I found my son. The scrawny cub’s ghost white fur illuminated by the low hallway lights. His bright silver quills and ghostly ears pinned against his neck. Scorpian tail curled around him. I was hesitant to reach out to the cub. He surely heard me yelling at Blue Pearl. He might have seen my failure at comforting the distraught Gem.

I was prepared to answer the why did I fail my promise speech, I was afraid to hear the question I feared the most.

“Why is Blue Pearl crying?” Silver asked, not Bluey, no nickname, just that one question.

“I tried to comfort her,” I stated, “And that was after I found out Blue Diamond wanted me to kill someone for her.”

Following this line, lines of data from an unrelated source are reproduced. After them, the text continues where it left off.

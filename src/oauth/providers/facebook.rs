//! Facebook (Graph API) OAuth2 adapter

use reqwest::Client;
use serde_json::Value;
use url::Url;

use super::{require_provider_id, string_field, CanonicalProfile, ProviderAdapter};
use crate::common::AuthError;
use crate::oauth::ProviderConfig;

/// Graph API returns only `id` and `name` unless fields are listed
const PROFILE_FIELDS: &str = "id,email,first_name,last_name,name,picture.type(large)";

pub struct FacebookAdapter {
    config: ProviderConfig,
    client: Client,
}

impl FacebookAdapter {
    pub fn new(config: ProviderConfig, client: Client) -> Self {
        Self { config, client }
    }
}

impl ProviderAdapter for FacebookAdapter {
    fn config(&self) -> &ProviderConfig {
        &self.config
    }

    fn client(&self) -> &Client {
        &self.client
    }

    fn profile_request_url(&self) -> Result<Url, AuthError> {
        let mut url = Url::parse(&self.config.profile_url).map_err(|e| {
            AuthError::Internal(format!("invalid profile URL for facebook: {}", e))
        })?;
        url.query_pairs_mut().append_pair("fields", PROFILE_FIELDS);
        Ok(url)
    }

    fn normalize(&self, raw: &Value) -> Result<CanonicalProfile, AuthError> {
        Ok(CanonicalProfile {
            provider_id: require_provider_id(raw, "facebook")?,
            // absent when the user signed up with a phone number
            email: string_field(raw, "/email"),
            first_name: string_field(raw, "/first_name"),
            last_name: string_field(raw, "/last_name"),
            display_name: string_field(raw, "/name"),
            profile_picture: string_field(raw, "/picture/data/url"),
            email_verified: false,
        })
    }
}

Silver nodded sagely as if that answered everything. Given my past of bad examples I set for the kids with my cussing, my picking fights, and racist hatred that made it hard for me to comfort one of my own species. It wouldn’t be that farfetched. Dear stars, it wasn’t farfetched enough.

“That makes sense,” Silver agreed, “Women cry when you comfort them.”

“Gee thanks,” I droned, “Your faith in me is so moving.”

Silver giggled. I dared a couple ticklish pokes. His giggles devolved into snorts.

“Aventurine, Mom,” Silver slipped batting my hands away, he tackled me from the top, “Stop, I know when it comes to being sensitive you’re really bad at it but you mean well. I’m worried because if Blue Pearl is making reports to her Boss and her Boss doesn’t appreciate her.”

“Objects are shattered once they are useless Silver,” I finished, “And yeah Pearls have been fancy toys for years. That’s why I hate my hometown.”

“Why can’t you lie and say you love your hometown?” Silver asked.

“I had to take LSD,” I muttered, “And half a dose of methamphetamine.”

“Ew,” Silver screwed his face, “That’s . . . just wrong.”

Silver clung around my neck as I stood up walking back to the bed room. My last memories of Homeworld ended in a spree of fire and explosions, but I couldn’t remember why I hated that day so much when the Gem Homeworld is still there. I couldn’t remember that loss. I must’ve “poofed” then for lack of a better word. 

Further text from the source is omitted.